Convert Data Frame with Date Column to Time Series Object in R (Example)

 

In this article you’ll learn how to change the data frame class to the xts / zoo data type in the R programming language.

Table of contents:

Let’s take a look at some R codes in action!

 

Creation of Example Data

We use the following data as basement for this R tutorial:

data <- data.frame(date = c("2020-10-01",    # Create example data
                            "2021-07-08",
                            "2018-01-18",
                            "2018-05-05",
                            "2025-12-10"),
                   value = 1:5)
data                                         # Print example data
#         date value
# 1 2020-10-01     1
# 2 2021-07-08     2
# 3 2018-01-18     3
# 4 2018-05-05     4
# 5 2025-12-10     5

Have a look at the previous output of the RStudio console. It shows that our example data has two columns. The first variable contains dates formatted as character strings and the second variable contains some randomly selected values.

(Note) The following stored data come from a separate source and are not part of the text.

//! Cached body persistence.

use std::sync::Arc;

use bytes::Bytes;

use super::{HttpMetadata, ObjectStore};
use crate::observability::metrics;

const STORE: &str = "objects";

/// A cached origin body and the content type it was served with.
#[derive(Debug, Clone, PartialEq, Eq)]
pub struct CachedObject {
    pub body: Bytes,
    pub content_type: Option<String>,
}

/// Object lookups and best-effort writes over an [`ObjectStore`].
#[derive(Clone)]
pub struct ObjectCache {
    store: Arc<dyn ObjectStore>,
}

impl ObjectCache {
    pub fn new(store: Arc<dyn ObjectStore>) -> Self {
        Self { store }
    }

    /// Look up a cached body. Store errors read as a miss.
    pub async fn get(&self, key: &str) -> Option<CachedObject> {
        match self.store.get(key).await {
            Ok(Some(object)) => {
                metrics::record_store_lookup(STORE, "hit");
                Some(CachedObject {
                    body: object.body,
                    content_type: object.http_metadata.content_type,
                })
            }
            Ok(None) => {
                metrics::record_store_lookup(STORE, "miss");
                None
            }
            Err(e) => {
                tracing::warn!(cache_key = %key, error = %e, "Object lookup failed, treating as miss");
                metrics::record_store_lookup(STORE, "error");
                None
            }
        }
    }

    /// Persist a body. Failures are logged and otherwise ignored.
    pub async fn put(&self, key: &str, body: Bytes, content_type: Option<String>) {
        let size = body.len();
        match self
            .store
            .put(key, body, HttpMetadata { content_type })
            .await
        {
            Ok(()) => {
                tracing::debug!(cache_key = %key, size, "Object stored");
                metrics::record_store_write(STORE, true);
            }
            Err(e) => {
                tracing::warn!(cache_key = %key, error = %e, "Failed to store object");
                metrics::record_store_write(STORE, false);
            }
        }
    }
}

We can also check the class of our data:

class(data)                                  # Check class of data
# "data.frame"

As you can see, our example data has the data.frame class.

 

Example: Converting Data Frame to xts / zoo Object

This Example illustrates how to switch from data.frame class to a time series object (i.e. xts or zoo). First, we have to convert our character string variable to the Date class.

data$date <- as.Date(data$date)              # Convert character string column to date

We also need to install and load the xts package:

install.packages("xts")                      # Install & load xts package
library("xts")

We can use the xts function provided by the xts package to convert our data frame to a time series object as shown below:

data_ts <- xts(data$value, data$date)        # Convert data frame to time series
data_ts                                      # Print time series
#            [,1]
# 2018-01-18    3
# 2018-05-05    4
# 2020-10-01    1
# 2021-07-08    2
# 2025-12-10    5

Let’s check the data type of our updated data object:

class(data_ts)                               # Check class of time series
# "xts" "zoo"

As you can see, we switched the class from data.frame to xts / zoo.

 

Video, Further Resources & Summary

In case you need further explanations on the R programming code of the present tutorial, you could have a look at the following video of my YouTube channel. In the video, I show the content of this article in a live session.

 

 

In addition, you might want to have a look at the related posts of this website. I have released several articles already:

 

In summary: In this tutorial you learned how to convert data frames to times series objects in the R programming language. In case you have additional questions, please tell me about it in the comments section.

 

Subscribe to the Statistics Globe Newsletter

Get regular updates on the latest tutorials, offers & news at Statistics Globe.
I hate spam & you may opt out anytime: Privacy Policy.


44 Comments. Leave new

  • Abujam Manglem singh
    July 14, 2021 10:11 am

    I have yearly data for monthly temperature in celcius like:

    Year. Jan. Feb. Mar. Ap.
    2001. 5. 6
    2002 6 8
    2003. 7. 8
    2004. 5. 5.5
    2005 4.5. 6
    Etc. Etc. Etc

    How do i covert this data into time series so that ARIMA model can be use for forecasting values for a given month

    Reply
    • Hey Abujam,

      I’m sorry for the late response, I just came back from holidays and did not have the chance to read your message earlier.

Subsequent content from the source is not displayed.